Gab es Phasen, in denen Sie täglich Interviews geben mussten?
Ja. Immer wenn die Zahlen besonders hoch waren, waren es sechs, acht Interviews am Tag. Und da habe ich noch welche abgelehnt. Die BBC hat oft bei mir angerufen, gerne auch abends um acht, um zu sagen, wir haben gerade eine Sendung, und würden gerne in 20 Minuten mit Ihnen ein Live-Interview machen.
Sind Sie auch so angefeindet worden wie zum Beispiel Christian Drosten?
Nein, so schlimm wie bei einigen anderen, die viel in den Medien präsent waren, war es nicht. Ich habe viele E-Mails bekommen. Die habe ich dann irgendwann schon vorher erwartet. Wenn ich gesagt habe, es könne sein, dass wir noch einmal Einschränkungen brauchen oder Masken tragen sollten, dauerte es keine 30 Sekunden und ich bekam die ersten nach dem Motto: „Du Sau, sag das nicht noch mal, sonst kommen wir vorbei.“ Manchmal habe ich überlegt, mich an die Polizei zu wenden, es gab auch antisemitische Sachen. Und ich habe von jemand einen Entwurf für eine neue Verfassung bekommen, ich solle mich doch für die einsetzen.

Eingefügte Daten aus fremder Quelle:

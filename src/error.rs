//! Error types for controller binding operations.

use thiserror::Error;

/// Rejected attempts to read or write a binding slot.
#[derive(Error, Debug, Clone, PartialEq, Eq)]
pub enum BindingError {
    #[error("button {button} is a modifier and cannot be bound directly")]
    ModifierButton { button: u8 },

    #[error("button index {button} out of range: profile has {buttons} buttons")]
    ButtonRange { button: u8, buttons: u8 },

    #[error("modifier {modifier} out of range: profile has {mods} modifier buttons")]
    ModifierRange { modifier: u8, mods: usize },

    #[error("axis index {axis} out of range: profile has {axes} axes")]
    AxisRange { axis: u8, axes: u8 },
}

/// Primary error type for cardpad operations.
#[derive(Error, Debug)]
pub enum PadError {
    // Registry errors
    #[error("Unknown controller: {name}")]
    UnknownController { name: String },

    #[error("Unknown state: {name}")]
    UnknownState { name: String },

    // Binding errors
    #[error("Invalid binding: {0}")]
    InvalidBinding(#[from] BindingError),

    // Profile errors
    #[error("Profile not found: {name}")]
    ProfileNotFound { name: String },

    #[error("Profile already exists: {name}")]
    ProfileExists { name: String },

    #[error("Profile '{name}' failed validation: {reason}")]
    ProfileInvalid { name: String, reason: String },

    #[error("Profile parse error: {0}")]
    ProfileParse(String),

    // Settings errors
    #[error("Settings parse error: {0}")]
    SettingsParse(String),

    #[error("Could not determine data directory")]
    NoDataDir,

    // General errors
    #[error("IO error: {0}")]
    Io(#[from] std::io::Error),

    #[error("{0}")]
    Other(String),
}

impl PadError {
    /// Returns true if the error is recoverable by the user.
    pub const fn is_user_recoverable(&self) -> bool {
        matches!(
            self,
            Self::UnknownController { .. }
                | Self::UnknownState { .. }
                | Self::InvalidBinding(_)
                | Self::ProfileNotFound { .. }
                | Self::ProfileExists { .. }
        )
    }

    /// Returns a suggestion for how to fix the error.
    pub fn suggestion(&self) -> Option<&'static str> {
        match self {
            Self::UnknownController { .. } => Some("Run: cardpad controllers"),
            Self::UnknownState { .. } => {
                Some("Valid states: all, deckBrowser, overview, review, question, answer, dialog")
            }
            Self::ProfileNotFound { .. } => Some("Run: cardpad profiles"),
            Self::ProfileExists { .. } => Some("Pick a different name or delete the profile first"),
            Self::InvalidBinding(BindingError::ModifierButton { .. }) => {
                Some("Modifier buttons select binding layers and cannot carry actions")
            }
            _ => None,
        }
    }
}

/// Convenience type alias for Results using PadError.
pub type Result<T> = std::result::Result<T, PadError>;

/// Extension trait for adding context to errors.
pub trait ResultExt<T> {
    fn with_context<F, S>(self, f: F) -> Result<T>
    where
        F: FnOnce() -> S,
        S: Into<String>;
}

impl<T, E: std::error::Error> ResultExt<T> for std::result::Result<T, E> {
    fn with_context<F, S>(self, f: F) -> Result<T>
    where
        F: FnOnce() -> S,
        S: Into<String>,
    {
        self.map_err(|e| PadError::Other(format!("{}: {e}", f().into())))
    }
}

Wurden Sie auf der Straße erkannt?
In Bremen habe ich nur gute Erfahrungen gemacht. Da kamen Leute auf mich zu und haben gesagt: „Gut, was Sie da gesagt haben.“
Sie hatten anfangs gesagt, Sie fragen sich, wie ein pandemieresilientes Public-Health-System aussehen kann. Haben wir das jetzt?
Das wage ich zu bezweifeln. Wir sind sicherlich deutlich aufmerksamer. Nach drei Jahren Pandemie wissen wir, dass uns so ein Geschehen in Europa genauso treffen kann. Wir haben früher immer über die asiatischen Länder geschmunzelt, wenn dort Masken im öffentlichen Raum getragen wurden, aber ich glaube, das wird niemand hier mehr überraschen, wenn jemand in einer Grippewelle Maske trägt. Und wir machen umfangreiche Testungen von Abwasser, aber schon diese genomische Sequenzierung, die andere Länder grundsätzlich machen, mussten wir erst aufbauen und jetzt wird sie auch schon wieder zurückgefahren. Es geht an vielen Stellen zurück zum business as usual, auch im Gesundheitssystem, da müssen wir aufpassen.

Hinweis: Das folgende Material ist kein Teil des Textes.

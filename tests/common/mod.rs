//! Shared fixtures for integration tests.
#![allow(dead_code)] // Not every test file uses every helper

use anyhow::Result;
use tempfile::TempDir;

use cardpad::profile::{Profile, ProfileStore, State};

/// A profile store rooted in a fresh temporary directory.
///
/// The `TempDir` must be kept alive for the duration of the test.
pub fn temp_store() -> Result<(TempDir, ProfileStore)> {
    let dir = TempDir::new()?;
    let store = ProfileStore::new(dir.path().join("profiles"));
    Ok((dir, store))
}

/// An Xbox One profile with one modifier (the Xbox button) and a small,
/// known binding set exercising every inheritance layer.
pub fn xbox_profile(name: &str) -> Result<Profile> {
    let mut profile = Profile::for_controller(name, "Xbox One")?;
    profile.set_mods(vec![16])?;
    profile.set_binding(State::All, 0, 0, "Enter")?;
    profile.set_binding(State::All, 0, 4, "Undo")?;
    profile.set_binding(State::All, 1, 0, "Sync")?;
    profile.set_binding(State::Review, 0, 1, "Again")?;
    profile.set_binding(State::DeckBrowser, 0, 0, "Select")?;
    Ok(profile)
}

Und haben wir etwas gelernt, das über den Umgang mit Pandemien hinausweist?
Ich glaube, dass wir gesehen haben, dass Gesundheit alle Sektoren maximal beeinflusst: Kultur, Soziales, Betriebliches, familiäres Leben. Wir argumentieren seit Jahrzehnten, dass Gesundheit in allen Politik- und Lebensbereichen beachtet werden muss, wenn Entscheidungen getroffen werden. Diese Erkenntnis hat sich jetzt hoffentlich durchgesetzt. Aber mal sehen, wie lange das im kollektiven Gedächtnis bleibt.